Shaler Area teachers continue to work without a contract
By Bethany Hofstetter
Published: Wednesday, March 27, 2013, 9:00 p.m.
Many teachers and community members continue to voice concerns and dissatisfaction that the Shaler Area teachers are working under the terms of an expired contract.
Teachers have been working without a new contract since Aug. 15, 2011, and the Shaler Area Education Association, the collective bargaining unit, and district officials have been meeting since January 2011 to negotiate a new contract.
Parent Chris Weaver attended the board meeting last week with concerns including the amount of money in the district's fund balance, the average millage increases and the teacher salaries.
“Is the lack of rising millage taking precedence over funding?” Weaver said.
Weaver said if the board can't afford to pay the teachers a better salary the district will “lose teachers and families to better-paying districts.”
After school board President Jim Giel stopped Weaver in accordance with the newly-imposed three-minute time limit for public speakers, Weaver said “in the letter you said you'd be glad to answer all questions,” referring to the November 2012 district letter posted on the website.
“False claims,” Weaver said as he left the podium.
Parent Jeanne Ehrenberger also echoed Weaver's sentiments in favor of better teacher salaries. Ehrenberger argued that Shaler Area had not even made it in the top 50 western Pennsylvania school districts in the Pittsburgh Business Times 2012 report and claimed that Shaler Area's starting salary was among the lowest in Allegheny County.
“Teacher salary scales help attract the best teachers and retain the best teachers,” she said. “Shouldn't we do something to be competitive with other school districts?”

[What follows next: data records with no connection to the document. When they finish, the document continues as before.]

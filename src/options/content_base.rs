//! Static-content base value

use crate::paths::is_absolute_url;
use serde::{Deserialize, Serialize};
use serde_json::Value;
use std::path::PathBuf;

/// Where the server serves files the build did not produce.
#[derive(Debug, Clone, PartialEq, Serialize, Deserialize)]
#[serde(from = "Value", into = "Value")]
pub enum ContentBase {
    /// A single directory
    Path(PathBuf),
    /// Several directories, searched in order
    Paths(Vec<PathBuf>),
    /// An absolute URL, proxied rather than read from disk
    Url(String),
    /// Serve from this port instead of a directory
    Port(u16),
    /// Content serving turned off
    Disabled,
    /// A value of no recognized shape, left for the consumer
    Opaque(Value),
}

impl ContentBase {
    pub fn is_disabled(&self) -> bool {
        matches!(self, ContentBase::Disabled)
    }
}

impl From<Value> for ContentBase {
    fn from(value: Value) -> Self {
        match value {
            Value::String(s) if is_absolute_url(&s) => ContentBase::Url(s),
            Value::String(s) => ContentBase::Path(PathBuf::from(s)),
            Value::Array(items) if items.iter().all(Value::is_string) => ContentBase::Paths(
                items
                    .into_iter()
                    .filter_map(|item| item.as_str().map(PathBuf::from))
                    .collect(),
            ),
            Value::Number(n) => match n.as_u64().and_then(|n| u16::try_from(n).ok()) {
                Some(port) => ContentBase::Port(port),
                None => ContentBase::Opaque(Value::Number(n)),
            },
            Value::Bool(false) => ContentBase::Disabled,
            other => ContentBase::Opaque(other),
        }
    }
}

impl From<ContentBase> for Value {
    fn from(base: ContentBase) -> Self {
        match base {
            ContentBase::Path(path) => Value::String(path.to_string_lossy().into_owned()),
            ContentBase::Paths(paths) => Value::Array(
                paths
                    .iter()
                    .map(|p| Value::String(p.to_string_lossy().into_owned()))
                    .collect(),
            ),
            ContentBase::Url(url) => Value::String(url),
            ContentBase::Port(port) => Value::from(port),
            ContentBase::Disabled => Value::Bool(false),
            ContentBase::Opaque(value) => value,
        }
    }
}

According to a November 2011 fact finder report, the Shaler Area Education Association asked for a 1.5 percent increase to the salary schedule which provides teachers with a 2 percent to 7.5 percent salary increase each year.

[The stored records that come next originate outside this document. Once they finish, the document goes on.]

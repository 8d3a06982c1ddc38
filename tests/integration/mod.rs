//! Integration tests for the serveconf options resolver

mod config_integration;
mod resolver_precedence;
mod test_utils;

“Our plan is to be financially prudent and pay our teachers a salary we can afford,” Giel said. “Teachers, in the salary scale, get an almost 3 percent (increase) just going through the steps.”
Negotiations continue between the district and teachers negotiations teams. The two sides most recently met on March 26.
Following the March 11 negotiations meeting, an update on the district website states the district and teacher's union bargaining teams “were able to secure formal agreements on some of the issues that were on the table.”
The two sides continue to use a mediator who delivers proposals between the two sides, however the teams also met at the table to exchanged proposals and clarified their positions, according to the website update.